Bitcoin News

Bitcoin to Gold Correlation Surges Amid Banking Turmoil, Surpasses Stocks

According to blockchain analytics firm Kaiko, Bitcoin’s correlation to gold reached its highest level in over a year in March.

The newfound correlation has occurred in the midst of a declining correlation to the stock market, indicating that Bitcoin may be on the verge of becoming a risk-off asset.

According to Kaiko’s report, the correlation between Bitcoin and gold is now 50%. Meanwhile, its stock market correlation is around 20%, and it has been declining since December.

“It’s a significant shift because Bitcoin and gold were mostly uncorrelated over the course of 2022,” Kaiko analyst Dessislava Aubert told Decrypt. “As a result, it was not moving at all as a safe haven [asset].”

Bitcoin bulls have frequently compared Bitcoin to “digital gold,” even hypothesizing that it could replace the precious metal as the 21st century’s safe haven monetary instrument. Bitcoin, like gold, is reliably scarce, divisible, and pure, but it also has the additional benefits of digitization that make it an effective form of money.

However, for a long time, the theory did not match reality. Throughout last year, bitcoin and cryptocurrency had a high correlation with the stock market, often exceeding 50%, as risk assets plummeted in the face of tightening interest rates from central banks around the world.

Simultaneously, correlations between Bitcoin and gold were frequently 0% or negative. This occurred as annual inflation reached multiple 40-year highs, a phenomenon that Bitcoin and gold are supposed to combat.

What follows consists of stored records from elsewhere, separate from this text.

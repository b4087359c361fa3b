//! Core types for the UX persona simulator.
//!
//! Holds the data model, the reasoning schema and validator, the job payloads,
//! and the collaborator traits the engine is written against.

mod error;
pub mod job;
mod metrics;
pub mod model;
pub mod reasoning;
pub mod report;
mod traits;

pub use error::{
    ActionError, AggregationError, DispatchError, EngineError, ProviderError, QueueError,
    StoreError, TrackerError, ValidationError,
};
pub use job::{Job, QueueName};
pub use metrics::{create_metrics, EngineMetrics, MetricsSnapshot, SharedMetrics};
pub use model::{
    Episode, EpisodeId, EpisodeStatus, Flow, FlowId, FlowMode, FlowTarget, Frame, Observation,
    PageState, Persona, PersonaId, PersonaTraits, Run, RunConfig, RunId, RunStatus, StepReasoning,
    StepScores, StepTrace,
};
pub use reasoning::{
    validate_reasoning, Action, AgentReasoning, BrowserAction, Confusion, ReasoningOutput,
    ScreenshotReasoning, ScrollDirection,
};
pub use report::{Finding, PersonaRollup, ReportJson, ReportSummary, ScreenStats, StepConfusion};
pub use traits::{Automation, BrowserSession, FixAdvisor, JobQueue, Reasoner, StepInput, Store};
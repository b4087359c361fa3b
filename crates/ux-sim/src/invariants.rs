use std::collections::HashSet;

use ux_core::{
    EpisodeId, EpisodeStatus, FlowMode, MetricsSnapshot, RunId, RunStatus, StepTrace, Store,
    StoreError,
};

/// A violation detected after a simulated Run.
#[derive(Debug, Clone)]
pub struct Violation {
    pub invariant: &'static str,
    pub episode_id: Option<EpisodeId>,
    pub details: String,
}

impl Violation {
    pub(crate) fn run(invariant: &'static str, details: String) -> Self {
        Violation {
            invariant,
            episode_id: None,
            details,
        }
    }

    fn episode(invariant: &'static str, episode_id: EpisodeId, details: String) -> Self {
        Violation {
            invariant,
            episode_id: Some(episode_id),
            details,
        }
    }
}

/// Check a finished Run against the properties the pipeline guarantees.
///
/// Store failures abort the check; everything else is reported as a
/// [`Violation`].
pub async fn check_run_invariants(
    store: &dyn Store,
    run_id: RunId,
) -> Result<Vec<Violation>, StoreError> {
    let mut violations = Vec::new();
    let run = store.get_run(run_id).await?;
    let episodes = store.list_episodes(run_id).await?;

    let mut traces: Vec<Vec<StepTrace>> = Vec::with_capacity(episodes.len());
    for episode in &episodes {
        let episode_traces = store.list_step_traces(episode.id).await?;

        // 1. Episodes end in a terminal status.
        if !episode.status.is_terminal() {
            violations.push(Violation::episode(
                "episode-terminal",
                episode.id,
                format!("Episode is still {}", episode.status.as_str()),
            ));
        }

        // 2. ABANDONED only comes from screenshot-mode personas.
        if episode.status == EpisodeStatus::Abandoned && run.mode == FlowMode::Agent {
            violations.push(Violation::episode(
                "abandon-screenshot-only",
                episode.id,
                "Agent-mode episode ended ABANDONED".to_string(),
            ));
        }

        // 3. Step indexes are 0..n with no gaps and match the step count.
        for (i, trace) in episode_traces.iter().enumerate() {
            if trace.step_index as usize != i {
                violations.push(Violation::episode(
                    "gapless-steps",
                    episode.id,
                    format!("Trace {} has stepIndex {}", i, trace.step_index),
                ));
                break;
            }
        }
        if episode_traces.len() != episode.step_count as usize {
            violations.push(Violation::episode(
                "step-count",
                episode.id,
                format!(
                    "stepCount {} but {} traces",
                    episode.step_count,
                    episode_traces.len()
                ),
            ));
        }

        // 4. No episode runs past maxSteps.
        if episode.step_count > run.config.max_steps {
            violations.push(Violation::episode(
                "max-steps",
                episode.id,
                format!(
                    "{} steps recorded, maxSteps is {}",
                    episode.step_count, run.config.max_steps
                ),
            ));
        }

        // 5. Scores exist exactly for validated steps and lie in [0, 1].
        for trace in &episode_traces {
            match (&trace.scores, &trace.reasoning.output) {
                (Some(scores), Some(_)) => {
                    for (name, value) in [
                        ("friction", scores.friction),
                        ("confidence", scores.confidence),
                        ("dropoffRisk", scores.dropoff_risk),
                    ] {
                        if !(0.0..=1.0).contains(&value) {
                            violations.push(Violation::episode(
                                "scores-in-range",
                                episode.id,
                                format!("Step {} {} = {}", trace.step_index, name, value),
                            ));
                        }
                    }
                }
                (None, None) => {}
                _ => violations.push(Violation::episode(
                    "scores-match-output",
                    episode.id,
                    format!("Step {} has scores without output or vice versa", trace.step_index),
                )),
            }
        }

        traces.push(episode_traces);
    }

    if violations
        .iter()
        .any(|v| v.invariant == "episode-terminal")
    {
        return Ok(violations);
    }

    // 6. Once every Episode is terminal the Run has aggregated exactly once.
    if !run.aggregation_triggered {
        violations.push(Violation::run(
            "aggregation-triggered",
            "All episodes are terminal but aggregation never triggered".to_string(),
        ));
    }
    if run.status != RunStatus::Completed {
        violations.push(Violation::run(
            "run-completed",
            format!("Run status is {:?}", run.status),
        ));
    }
    let Some(report) = run.report_json else {
        violations.push(Violation::run("report-present", "Run has no report".to_string()));
        return Ok(violations);
    };

    // 7. Summary counts agree with Episode statuses.
    let count = |status| episodes.iter().filter(|e| e.status == status).count() as u32;
    if report.summary.total_episodes != episodes.len() as u32
        || report.summary.completed_episodes != count(EpisodeStatus::Completed)
        || report.summary.abandoned_episodes != count(EpisodeStatus::Abandoned)
    {
        violations.push(Violation::run(
            "summary-counts",
            format!("Summary {:?} disagrees with episodes", report.summary),
        ));
    }

    // 8. Findings: frequency counts distinct contributing traces, severity is
    // their maximum friction, and the list is ordered by severity.
    for finding in &report.findings {
        let mut frequency = 0;
        let mut max_friction = f64::NEG_INFINITY;
        let mut personas = HashSet::new();
        for (episode, episode_traces) in episodes.iter().zip(&traces) {
            for trace in episode_traces {
                let Some(output) = &trace.reasoning.output else {
                    continue;
                };
                let reported = output
                    .confusions()
                    .iter()
                    .any(|c| c.issue == finding.issue && c.element_ref == finding.element_ref);
                if reported {
                    frequency += 1;
                    personas.insert(episode.persona_id.as_str());
                    let friction = trace.scores.as_ref().map_or(0.0, |s| s.friction);
                    max_friction = max_friction.max(friction);
                }
            }
        }

        if finding.frequency != frequency || frequency == 0 {
            violations.push(Violation::run(
                "finding-frequency",
                format!(
                    "'{}' has frequency {} but {} traces report it",
                    finding.issue, finding.frequency, frequency
                ),
            ));
        }
        if finding.affected_personas.len() != personas.len()
            || finding.frequency < finding.affected_personas.len() as u32
        {
            violations.push(Violation::run(
                "finding-personas",
                format!(
                    "'{}' lists {} personas, traces show {}",
                    finding.issue,
                    finding.affected_personas.len(),
                    personas.len()
                ),
            ));
        }
        if finding.severity != max_friction {
            violations.push(Violation::run(
                "finding-severity",
                format!(
                    "'{}' severity {} but max friction {}",
                    finding.issue, finding.severity, max_friction
                ),
            ));
        }
    }
    if report
        .findings
        .windows(2)
        .any(|w| w[0].severity < w[1].severity)
    {
        violations.push(Violation::run(
            "findings-ordered",
            "Findings are not sorted by severity".to_string(),
        ));
    }

    let stored = store.list_findings(run_id).await?;
    if stored.len() != report.findings.len() {
        violations.push(Violation::run(
            "stored-findings",
            format!(
                "{} findings stored, report has {}",
                stored.len(),
                report.findings.len()
            ),
        ));
    }

    Ok(violations)
}

/// Aggregation must run once per Run, however many episodes race to trigger it.
pub fn check_aggregation_count(metrics: &MetricsSnapshot, runs: u64) -> Option<Violation> {
    (metrics.aggregations != runs).then(|| {
        Violation::run(
            "single-aggregation",
            format!("{} aggregations for {} runs", metrics.aggregations, runs),
        )
    })
}
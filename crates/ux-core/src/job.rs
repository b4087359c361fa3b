use serde::{Deserialize, Serialize};

use crate::model::{EpisodeId, RunId};

/// Named queues, one per job kind.
#[derive(Debug, Clone, Copy, PartialEq, Eq, Hash)]
pub enum QueueName {
    SimulateEpisode,
    SimulateAgentEpisode,
    AggregateReport,
}

impl QueueName {
    pub fn as_str(self) -> &'static str {
        match self {
            QueueName::SimulateEpisode => "SIMULATE_EPISODE",
            QueueName::SimulateAgentEpisode => "SIMULATE_AGENT_EPISODE",
            QueueName::AggregateReport => "AGGREGATE_REPORT",
        }
    }

    pub fn parse(s: &str) -> Option<Self> {
        match s {
            "SIMULATE_EPISODE" => Some(QueueName::SimulateEpisode),
            "SIMULATE_AGENT_EPISODE" => Some(QueueName::SimulateAgentEpisode),
            "AGGREGATE_REPORT" => Some(QueueName::AggregateReport),
            _ => None,
        }
    }
}

/// A typed job payload. Delivery is at-least-once; handlers are idempotent.
#[derive(Debug, Clone, PartialEq, Serialize, Deserialize)]
#[serde(
    tag = "queue",
    rename_all = "SCREAMING_SNAKE_CASE",
    rename_all_fields = "camelCase"
)]
pub enum Job {
    SimulateEpisode {
        episode_id: EpisodeId,
        run_id: RunId,
        model: String,
        max_steps: u32,
        #[serde(default, skip_serializing_if = "Option::is_none")]
        seed: Option<u64>,
    },
    SimulateAgentEpisode {
        episode_id: EpisodeId,
        run_id: RunId,
        model: String,
        max_steps: u32,
        url: String,
        goal: String,
    },
    AggregateReport {
        run_id: RunId,
    },
}

impl Job {
    pub fn queue(&self) -> QueueName {
        match self {
            Job::SimulateEpisode { .. } => QueueName::SimulateEpisode,
            Job::SimulateAgentEpisode { .. } => QueueName::SimulateAgentEpisode,
            Job::AggregateReport { .. } => QueueName::AggregateReport,
        }
    }

    /// Deduplication key within the job's queue.
    pub fn key(&self) -> String {
        match self {
            Job::SimulateEpisode { episode_id, .. }
            | Job::SimulateAgentEpisode { episode_id, .. } => episode_id.to_string(),
            Job::AggregateReport { run_id } => run_id.to_string(),
        }
    }

    pub fn run_id(&self) -> RunId {
        match self {
            Job::SimulateEpisode { run_id, .. }
            | Job::SimulateAgentEpisode { run_id, .. }
            | Job::AggregateReport { run_id } => *run_id,
        }
    }

    pub fn episode_id(&self) -> Option<EpisodeId> {
        match self {
            Job::SimulateEpisode { episode_id, .. }
            | Job::SimulateAgentEpisode { episode_id, .. } => Some(*episode_id),
            Job::AggregateReport { .. } => None,
        }
    }
}
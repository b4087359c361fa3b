use std::path::Path;

use ux_config::UxConfig;

pub fn run(config: &UxConfig, path: &Path) -> Result<(), Box<dyn std::error::Error>> {
    let errors = config.validate();
    if errors.is_empty() {
        println!("{}: configuration is valid", path.display());
        return Ok(());
    }

    eprintln!("{}: {} problem(s)", path.display(), errors.len());
    for error in &errors {
        eprintln!("  - {}", error);
    }
    Err(format!("Invalid configuration: {}", path.display()).into())
}
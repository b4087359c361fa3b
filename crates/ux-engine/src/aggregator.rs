//! Finding Aggregator.
//!
//! Turns every StepTrace of a terminal Run into a [`ReportJson`]: screens,
//! findings clustered by exact `(issue, elementRef)`, per-screen statistics,
//! per-persona rollups and a summary. The report depends only on stored
//! traces and their order, so rebuilding it yields identical bytes.

use std::collections::{BTreeMap, BTreeSet, HashSet};
use std::sync::Arc;

use indexmap::IndexMap;
use tracing::{debug, info};
use url::Url;
use ux_core::{
    AggregationError, Episode, EpisodeStatus, Finding, FixAdvisor, Observation, PersonaRollup,
    ReportJson, ReportSummary, RunId, RunStatus, ScreenStats, SharedMetrics, StepConfusion,
    StepTrace, Store,
};

/// Assigns stable screen indexes within one Run.
#[derive(Default)]
struct ScreenIndex {
    /// URL pathname to index, in first-occurrence order.
    paths: IndexMap<String, usize>,
    labels: BTreeMap<usize, String>,
}

impl ScreenIndex {
    fn assign(&mut self, observation: &Observation) -> usize {
        match observation {
            Observation::Frame {
                frame_index,
                frame_id,
            } => {
                self.labels
                    .entry(*frame_index)
                    .or_insert_with(|| frame_id.clone());
                *frame_index
            }
            Observation::Page { url, .. } => {
                let path = url.as_deref().map(pathname).unwrap_or_default();
                let next = self.paths.len();
                let index = *self.paths.entry(path.clone()).or_insert(next);
                self.labels.entry(index).or_insert(path);
                index
            }
        }
    }

    fn label(&self, index: usize) -> String {
        self.labels.get(&index).cloned().unwrap_or_default()
    }
}

/// Pathname of `raw`, or `raw` itself when it is not an absolute URL.
fn pathname(raw: &str) -> String {
    match Url::parse(raw) {
        Ok(url) => url.path().to_string(),
        Err(_) => raw.to_string(),
    }
}

/// A Finding under construction.
struct Cluster {
    issue: String,
    element_ref: Option<String>,
    evidence: String,
    severity: f64,
    step_index: u32,
    screen_index: usize,
    frequency: u32,
    personas: BTreeSet<String>,
}

#[derive(Default)]
struct ScreenAcc {
    friction_sum: f64,
    friction_max: f64,
    dropoff_sum: f64,
    scored: u32,
    confusions: u32,
    steps: u32,
}

fn mean(sum: f64, count: u32) -> f64 {
    if count == 0 {
        0.0
    } else {
        sum / count as f64
    }
}

pub struct Aggregator {
    store: Arc<dyn Store>,
    metrics: SharedMetrics,
}

impl Aggregator {
    pub fn new(store: Arc<dyn Store>, metrics: SharedMetrics) -> Self {
        Aggregator { store, metrics }
    }

    /// Build, persist, and complete. A no-op for an already COMPLETED Run.
    ///
    /// On error nothing is written and the Run keeps its status.
    pub async fn aggregate(&self, run_id: RunId) -> Result<ReportJson, AggregationError> {
        let run = self.store.get_run(run_id).await?;
        if run.status == RunStatus::Completed {
            if let Some(report) = run.report_json {
                debug!(%run_id, "Run already aggregated");
                return Ok(report);
            }
        }

        let report = self.build_report(run_id).await?;
        // Serialization must succeed before anything is persisted.
        let bytes = report.to_canonical_json()?;

        self.store.save_report(run_id, report.clone()).await?;
        self.store
            .transition_run(
                run_id,
                &[RunStatus::Pending, RunStatus::Simulating],
                RunStatus::Completed,
            )
            .await?;
        self.metrics.record_aggregation();

        info!(
            %run_id,
            findings = report.findings.len(),
            screens = report.per_screen.len(),
            bytes = bytes.len(),
            "Report written"
        );
        Ok(report)
    }

    /// Compute the Report for a Run without persisting it.
    pub async fn build_report(&self, run_id: RunId) -> Result<ReportJson, AggregationError> {
        let episodes = self.store.list_episodes(run_id).await?;
        let pending = episodes.iter().filter(|e| !e.status.is_terminal()).count();
        if pending > 0 {
            return Err(AggregationError::EpisodesPending { run_id, pending });
        }

        let mut traces = Vec::with_capacity(episodes.len());
        for episode in &episodes {
            traces.push(self.store.list_step_traces(episode.id).await?);
        }

        Ok(build(&episodes, &traces))
    }

    /// The recommended fix for a Finding, computed once and cached.
    pub async fn recommended_fix(
        &self,
        run_id: RunId,
        finding_index: usize,
        advisor: &dyn FixAdvisor,
    ) -> Result<String, AggregationError> {
        let findings = self.store.list_findings(run_id).await?;
        let finding = findings
            .get(finding_index)
            .ok_or(AggregationError::UnknownFinding(finding_index))?;

        if let Some(fix) = &finding.recommended_fix {
            return Ok(fix.clone());
        }

        let fix = advisor.recommend(finding).await?;
        self.store
            .set_recommended_fix(run_id, finding_index, fix.clone())
            .await?;
        debug!(%run_id, finding_index, "Cached recommended fix");
        Ok(fix)
    }
}

/// Pure report assembly over episodes in creation order and their traces
/// in step order.
fn build(episodes: &[Episode], traces: &[Vec<StepTrace>]) -> ReportJson {
    let mut screens = ScreenIndex::default();
    let mut clusters: IndexMap<(String, Option<String>), Cluster> = IndexMap::new();
    let mut per_screen: BTreeMap<usize, ScreenAcc> = BTreeMap::new();
    let mut per_persona = Vec::with_capacity(episodes.len());

    let mut friction_sum = 0.0;
    let mut dropoff_sum = 0.0;
    let mut scored = 0u32;

    for (episode, episode_traces) in episodes.iter().zip(traces) {
        let mut ep_friction = 0.0;
        let mut ep_confidence = 0.0;
        let mut ep_scored = 0u32;
        let mut confusions = Vec::new();

        for trace in episode_traces {
            let screen_index = screens.assign(&trace.observation);
            let screen = per_screen.entry(screen_index).or_default();
            screen.steps += 1;

            if let Some(scores) = trace.scores {
                screen.friction_sum += scores.friction;
                screen.friction_max = screen.friction_max.max(scores.friction);
                screen.dropoff_sum += scores.dropoff_risk;
                screen.scored += 1;

                ep_friction += scores.friction;
                ep_confidence += scores.confidence;
                ep_scored += 1;

                friction_sum += scores.friction;
                dropoff_sum += scores.dropoff_risk;
                scored += 1;
            }

            let Some(output) = &trace.reasoning.output else {
                continue;
            };
            let friction = trace.scores.map(|s| s.friction).unwrap_or_default();
            screen.confusions += output.confusions().len() as u32;

            let mut seen_in_trace = HashSet::new();
            for confusion in output.confusions() {
                confusions.push(StepConfusion {
                    step_index: trace.step_index,
                    screen_index,
                    issue: confusion.issue.clone(),
                    evidence: confusion.evidence.clone(),
                    element_ref: confusion.element_ref.clone(),
                });

                let key = (confusion.issue.clone(), confusion.element_ref.clone());
                let first_in_trace = seen_in_trace.insert(key.clone());
                let cluster = clusters.entry(key).or_insert_with(|| Cluster {
                    issue: confusion.issue.clone(),
                    element_ref: confusion.element_ref.clone(),
                    evidence: confusion.evidence.clone(),
                    severity: friction,
                    step_index: trace.step_index,
                    screen_index,
                    frequency: 0,
                    personas: BTreeSet::new(),
                });

                if first_in_trace {
                    cluster.frequency += 1;
                    cluster.personas.insert(episode.persona_id.clone());
                }
                if friction > cluster.severity {
                    cluster.severity = friction;
                    cluster.evidence = confusion.evidence.clone();
                    cluster.step_index = trace.step_index;
                    cluster.screen_index = screen_index;
                }
            }
        }

        per_persona.push(PersonaRollup {
            episode_id: episode.id,
            persona_id: episode.persona_id.clone(),
            status: episode.status,
            avg_friction: mean(ep_friction, ep_scored),
            avg_confidence: mean(ep_confidence, ep_scored),
            step_count: episode_traces.len() as u32,
            confusions,
        });
    }

    let mut findings: Vec<Finding> = clusters
        .into_values()
        .map(|c| Finding {
            issue: c.issue,
            evidence: c.evidence,
            severity: c.severity,
            frequency: c.frequency,
            affected_personas: c.personas,
            element_ref: c.element_ref,
            step_index: Some(c.step_index),
            screen_index: Some(c.screen_index),
            recommended_fix: None,
        })
        .collect();
    // Stable: ties keep first-occurrence order.
    findings.sort_by(|a, b| b.severity.total_cmp(&a.severity));

    let per_screen = per_screen
        .into_iter()
        .map(|(index, acc)| {
            let finding_count = findings
                .iter()
                .filter(|f| f.screen_index == Some(index))
                .count() as u32;
            (
                index,
                ScreenStats {
                    screen_index: index,
                    label: screens.label(index),
                    avg_friction: mean(acc.friction_sum, acc.scored),
                    max_friction: acc.friction_max,
                    avg_dropoff_risk: mean(acc.dropoff_sum, acc.scored),
                    confusion_count: acc.confusions,
                    finding_count,
                    step_count: acc.steps,
                },
            )
        })
        .collect();

    let count = |status: EpisodeStatus| episodes.iter().filter(|e| e.status == status).count() as u32;
    let summary = ReportSummary {
        total_episodes: episodes.len() as u32,
        completed_episodes: count(EpisodeStatus::Completed),
        abandoned_episodes: count(EpisodeStatus::Abandoned),
        avg_friction: mean(friction_sum, scored),
        avg_dropoff_risk: mean(dropoff_sum, scored),
    };

    ReportJson {
        summary,
        findings,
        per_screen,
        per_persona,
    }
}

After banking fears swept through the United States, Bitcoin rallied to $28,000 and gold rose just shy of $2000/oz in mid-March. Following the joint closure of Silicon Valley Bank and Signature Bank, the Federal Reserve agreed to backstop all depositors and inject hundreds of billions of dollars of liquidity back into the banking system to prevent further bank runs.

Indeed, bank deposit outflows recently fell for the ninth week in a row, with large banks experiencing $129 billion in outflows last week, the highest weekly figure ever.

Bloomberg analyst Mike McGlone predicted last week that gold could break through its all-time high of $2000 if the banking crisis continues. Instability has already spread to Europe, where Credit Suisse was bought out by UBS following a bank run, and Deutsche Bank experienced a brief surge in the cost of its default insurance.

Similarly, Bitcoin bulls are ecstatic that macroeconomic conditions have aligned to relaunch the asset’s next bull market. BitMEX co-founder Arthur Hayes wrote an essay on the subject last month, arguing that the Federal Reserve’s Bank Term Funding Program will pump a similar amount of money into the economy as Covid relief, with a similar positive impact on stocks and crypto.

Former Coinbase CTO Balaji Srinivasan has staked $2 million on Bitcoin reaching $1 million in less than three months due to hyperinflation. Even Bitcoin Standard author Saifedean Ammous, who argues in his book that Bitcoin is superior to gold as a currency, is skeptical that this prediction will come true.